How does Frequency Pooling make sense in CNNs that operates fully in the Frequency Domain?

I am reading this paper, image below,

enter image description here

which uses Frequency Pooling, from this paper, image below.

enter image description here


For simplicity, let me assume there is no sinc interpolation, and the convolution kernels are stored in the frequency domain having the same size of the input (N x N).
My understanding of the frequency pooling in the proposed method is the following:

  1. On the forward-pass, we have that the lower frequencies components of the convolution output (N x N) are shifted to the center of the representation.
  2. Next, the high frequency components outside of a central area (say N/2 x N/2) are discarded.
  3. Then, the remaining frequencies as passed to the next layers ( non-linear activation; convolution; frequency pooling; non-linear activation; and so on)

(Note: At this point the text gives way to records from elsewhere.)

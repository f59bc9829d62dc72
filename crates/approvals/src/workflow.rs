//! Queue and review operations.

use serde_json::json;

use shopdesk_audit::{AuditAction, AuditStore, record};
use shopdesk_catalog::{CatalogStore, ProductPayload, ProductSnapshot, apply_payload};
use shopdesk_core::{DomainError, DomainResult, ProductId, RequestId, UserId};

use crate::diff::build_diff;
use crate::request::{ChangeRequestView, RequestStatus};
use crate::store::ApprovalStore;

#[derive(Debug, Clone, Copy, PartialEq, Eq)]
pub enum Decision {
    Approve,
    Reject,
}

/// Queue a proposed change for review instead of applying it.
///
/// `target` is `None` when the partner proposes a brand-new product. Nothing
/// touches the live catalog here; the payload sits in the queue until a
/// reviewer decides.
pub fn create_request(
    approvals: &mut dyn ApprovalStore,
    audit: &mut dyn AuditStore,
    requester: UserId,
    target: Option<ProductId>,
    before: &ProductSnapshot,
    payload: &ProductPayload,
) -> DomainResult<RequestId> {
    let before_json = serde_json::to_string(before)
        .map_err(|e| DomainError::persistence(format!("encode snapshot: {e}")))?;
    let payload_json = serde_json::to_string(payload)
        .map_err(|e| DomainError::persistence(format!("encode payload: {e}")))?;

    let id = approvals.insert(requester, target, before_json, payload_json)?;
    record(
        audit,
        requester,
        AuditAction::PRODUCT_CHANGE_REQUESTED,
        id.as_u64(),
        "change_request",
        before,
        payload,
    )?;
    tracing::info!(request = %id, target = ?target, "change request queued");
    Ok(id)
}

/// Decide a pending request.
///
/// Returns `Ok(true)` when this call moved the request to its terminal state,
/// `Ok(false)` when someone else already decided it. Approval applies the
/// stored payload to the live catalog on behalf of the original requester; if
/// applying fails the request stays pending and the error propagates.
pub fn review(
    approvals: &mut dyn ApprovalStore,
    catalog: &mut dyn CatalogStore,
    audit: &mut dyn AuditStore,
    reviewer: UserId,
    request_id: RequestId,
    decision: Decision,
) -> DomainResult<bool> {
    let request = approvals.get(request_id).ok_or(DomainError::NotFound)?;
    if request.status != RequestStatus::Pending {
        return Ok(false);
    }

    match decision {
        Decision::Reject => {
            if !approvals.try_transition(
                request_id,
                RequestStatus::Pending,
                RequestStatus::Rejected,
            ) {
                return Ok(false);
            }
            record(
                audit,
                reviewer,
                AuditAction::PRODUCT_CHANGE_REJECTED,
                request_id.as_u64(),
                "change_request",
                &json!({ "status": RequestStatus::Pending }),
                &json!({ "status": RequestStatus::Rejected }),
            )?;
            tracing::info!(request = %request_id, %reviewer, "change request rejected");
            Ok(true)
        }
        Decision::Approve => {
            let (_, payload) = request.decode();
            // Apply runs before the transition so a failed apply leaves the
            // request pending. With shared storage a lost transition after a
            // successful apply re-applies the same payload the winner applied.
            let product_id = apply_payload(catalog, request.product_id, &payload, request.user_id)?;

            if !approvals.try_transition(
                request_id,
                RequestStatus::Pending,
                RequestStatus::Approved,
            ) {
                return Ok(false);
            }
            approvals.set_target(request_id, product_id)?;
            record(
                audit,
                reviewer,
                AuditAction::PRODUCT_CHANGE_APPROVED,
                request_id.as_u64(),
                "change_request",
                &json!({ "status": RequestStatus::Pending }),
                &json!({ "status": RequestStatus::Approved, "product_id": product_id }),
            )?;
            tracing::info!(
                request = %request_id,
                product = %product_id,
                %reviewer,
                "change request approved"
            );
            Ok(true)
        }
    }
}

/// One page of decoded requests with their diffs, newest first.
pub fn requests(
    approvals: &dyn ApprovalStore,
    status: Option<RequestStatus>,
    page: usize,
    per_page: usize,
) -> (Vec<ChangeRequestView>, usize) {
    let total = approvals.count(status);
    let views = approvals
        .list(status, page, per_page)
        .into_iter()
        .map(|request| {
            let (before, payload) = request.decode();
            let before_value = serde_json::to_value(&before).unwrap_or_default();
            let payload_value = serde_json::to_value(&payload).unwrap_or_default();
            ChangeRequestView {
                id: request.id,
                user_id: request.user_id,
                product_id: request.product_id,
                status: request.status,
                diff: build_diff(&before_value, &payload_value),
                before,
                payload,
                created_at: request.created_at,
            }
        })
        .collect();
    (views, total)
}

#[cfg(test)]
mod tests {
    use super::*;
    use crate::memory::MemoryApprovals;
    use shopdesk_audit::MemoryAudit;
    use shopdesk_catalog::{MemoryCatalog, Product, Variant, snapshot};
    use shopdesk_core::VariantId;

    fn seed_product(catalog: &mut MemoryCatalog, author: UserId) -> ProductId {
        let mut product = Product::new(author);
        product.name = "Mug".into();
        product.regular_price = "12.50".into();
        catalog.save_product(product).unwrap()
    }

    fn price_change(target: ProductId) -> ProductPayload {
        ProductPayload {
            product_id: Some(target),
            regular_price: Some("14.00".into()),
            ..ProductPayload::default()
        }
    }

    fn queue(
        approvals: &mut MemoryApprovals,
        audit: &mut MemoryAudit,
        catalog: &MemoryCatalog,
        requester: UserId,
        target: ProductId,
        payload: &ProductPayload,
    ) -> RequestId {
        let product = catalog.product(target).unwrap();
        let before = snapshot(&product, &catalog.variants(target));
        create_request(approvals, audit, requester, Some(target), &before, payload).unwrap()
    }

    #[test]
    fn queued_change_leaves_live_product_untouched() {
        let mut catalog = MemoryCatalog::new();
        let mut approvals = MemoryApprovals::new();
        let mut audit = MemoryAudit::new();
        let partner = UserId::new(7);
        let product = seed_product(&mut catalog, partner);

        let payload = price_change(product);
        let id = queue(
            &mut approvals,
            &mut audit,
            &catalog,
            partner,
            product,
            &payload,
        );

        assert_eq!(catalog.product(product).unwrap().regular_price, "12.50");
        assert_eq!(approvals.get(id).unwrap().status, RequestStatus::Pending);
        assert_eq!(audit.total(), 1);
    }

    #[test]
    fn approve_applies_payload_and_second_approval_is_a_noop() {
        let mut catalog = MemoryCatalog::new();
        let mut approvals = MemoryApprovals::new();
        let mut audit = MemoryAudit::new();
        let partner = UserId::new(7);
        let reviewer = UserId::new(1);
        let product = seed_product(&mut catalog, partner);

        let payload = price_change(product);
        let id = queue(
            &mut approvals,
            &mut audit,
            &catalog,
            partner,
            product,
            &payload,
        );

        let first = review(
            &mut approvals,
            &mut catalog,
            &mut audit,
            reviewer,
            id,
            Decision::Approve,
        )
        .unwrap();
        assert!(first);
        assert_eq!(catalog.product(product).unwrap().regular_price, "14.00");

        let second = review(
            &mut approvals,
            &mut catalog,
            &mut audit,
            reviewer,
            id,
            Decision::Approve,
        )
        .unwrap();
        assert!(!second);
        // One requested + one approved entry, nothing for the losing call.
        assert_eq!(audit.total(), 2);
    }

    #[test]
    fn reject_never_touches_the_catalog() {
        let mut catalog = MemoryCatalog::new();
        let mut approvals = MemoryApprovals::new();
        let mut audit = MemoryAudit::new();
        let partner = UserId::new(7);
        let product = seed_product(&mut catalog, partner);

        let payload = price_change(product);
        let id = queue(
            &mut approvals,
            &mut audit,
            &catalog,
            partner,
            product,
            &payload,
        );

        let decided = review(
            &mut approvals,
            &mut catalog,
            &mut audit,
            UserId::new(1),
            id,
            Decision::Reject,
        )
        .unwrap();
        assert!(decided);
        assert_eq!(catalog.product(product).unwrap().regular_price, "12.50");
        assert_eq!(approvals.get(id).unwrap().status, RequestStatus::Rejected);

        // A rejected request cannot later be approved.
        let late = review(
            &mut approvals,
            &mut catalog,
            &mut audit,
            UserId::new(1),
            id,
            Decision::Approve,
        )
        .unwrap();
        assert!(!late);
    }

    #[test]
    fn approving_a_new_product_request_records_the_created_id() {
        let mut catalog = MemoryCatalog::new();
        let mut approvals = MemoryApprovals::new();
        let mut audit = MemoryAudit::new();
        let partner = UserId::new(7);

        let payload = ProductPayload {
            name: Some("Poster".into()),
            regular_price: Some("5".into()),
            ..ProductPayload::default()
        };
        let id = create_request(
            &mut approvals,
            &mut audit,
            partner,
            None,
            &Default::default(),
            &payload,
        )
        .unwrap();

        assert!(
            review(
                &mut approvals,
                &mut catalog,
                &mut audit,
                UserId::new(1),
                id,
                Decision::Approve,
            )
            .unwrap()
        );

        let request = approvals.get(id).unwrap();
        let created = request.product_id.unwrap();
        let product = catalog.product(created).unwrap();
        assert_eq!(product.name, "Poster");
        // Created on behalf of the requester, not the reviewer.
        assert_eq!(product.author, partner);
    }

    #[test]
    fn failed_apply_leaves_request_pending() {
        struct FailingCatalog(MemoryCatalog);

        impl CatalogStore for FailingCatalog {
            fn product(&self, id: ProductId) -> Option<Product> {
                self.0.product(id)
            }
            fn products(&self) -> Vec<Product> {
                self.0.products()
            }
            fn save_product(&mut self, _product: Product) -> DomainResult<ProductId> {
                Err(DomainError::persistence("disk full"))
            }
            fn variant(&self, id: VariantId) -> Option<Variant> {
                self.0.variant(id)
            }
            fn variants(&self, parent: ProductId) -> Vec<Variant> {
                self.0.variants(parent)
            }
            fn save_variant(&mut self, variant: Variant) -> DomainResult<VariantId> {
                self.0.save_variant(variant)
            }
        }

        let mut inner = MemoryCatalog::new();
        let partner = UserId::new(7);
        let product = seed_product(&mut inner, partner);
        let mut catalog = FailingCatalog(inner);

        let mut approvals = MemoryApprovals::new();
        let mut audit = MemoryAudit::new();
        let payload = price_change(product);
        let before = snapshot(&catalog.product(product).unwrap(), &[]);
        let id = create_request(
            &mut approvals,
            &mut audit,
            partner,
            Some(product),
            &before,
            &payload,
        )
        .unwrap();

        let err = review(
            &mut approvals,
            &mut catalog,
            &mut audit,
            UserId::new(1),
            id,
            Decision::Approve,
        )
        .unwrap_err();
        assert!(matches!(err, DomainError::Persistence(_)));
        assert_eq!(approvals.get(id).unwrap().status, RequestStatus::Pending);
    }

    #[test]
    fn listing_decodes_requests_and_builds_diffs() {
        let mut catalog = MemoryCatalog::new();
        let mut approvals = MemoryApprovals::new();
        let mut audit = MemoryAudit::new();
        let partner = UserId::new(7);
        let product = seed_product(&mut catalog, partner);

        let payload = price_change(product);
        queue(
            &mut approvals,
            &mut audit,
            &catalog,
            partner,
            product,
            &payload,
        );

        let (views, total) = requests(&approvals, Some(RequestStatus::Pending), 1, 10);
        assert_eq!(total, 1);
        assert_eq!(views.len(), 1);
        let view = &views[0];
        assert_eq!(view.payload.regular_price.as_deref(), Some("14.00"));
        assert_eq!(view.diff.len(), 1);
        assert_eq!(view.diff["regular_price"].to, serde_json::json!("14.00"));
    }

    #[test]
    fn malformed_stored_json_lists_as_defaults() {
        let mut approvals = MemoryApprovals::new();
        let id = approvals
            .insert(
                UserId::new(7),
                None,
                "{not json".into(),
                "also not json".into(),
            )
            .unwrap();

        let (views, total) = requests(&approvals, None, 1, 10);
        assert_eq!(total, 1);
        assert_eq!(views[0].id, id);
        assert_eq!(views[0].before, Default::default());
        assert!(views[0].diff.is_empty());
    }
}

Here is an illustration, notice low frequencies are assumed to be in the center.

enter image description here

Given that, it seems that the discarded frequencies in the frequency pooling process do not contribute at all to the output. If that is the case, then all the frequencies that are discarded in all pooling layers, up to the last frequency pooling, would not be used for the computation of the output.

Wouldn’t this be equivalent to discarding all those frequencies in the input layer?
I seem to be missing something very important on this.

PS: Is there a specific channel to discuss research with this community?

I haven’t checked the paper in detail, but wouldn’t the steps between the frequency pooling (activation, conv etc.) be able to create activation maps with a wider frequency output, which then could be pooled again?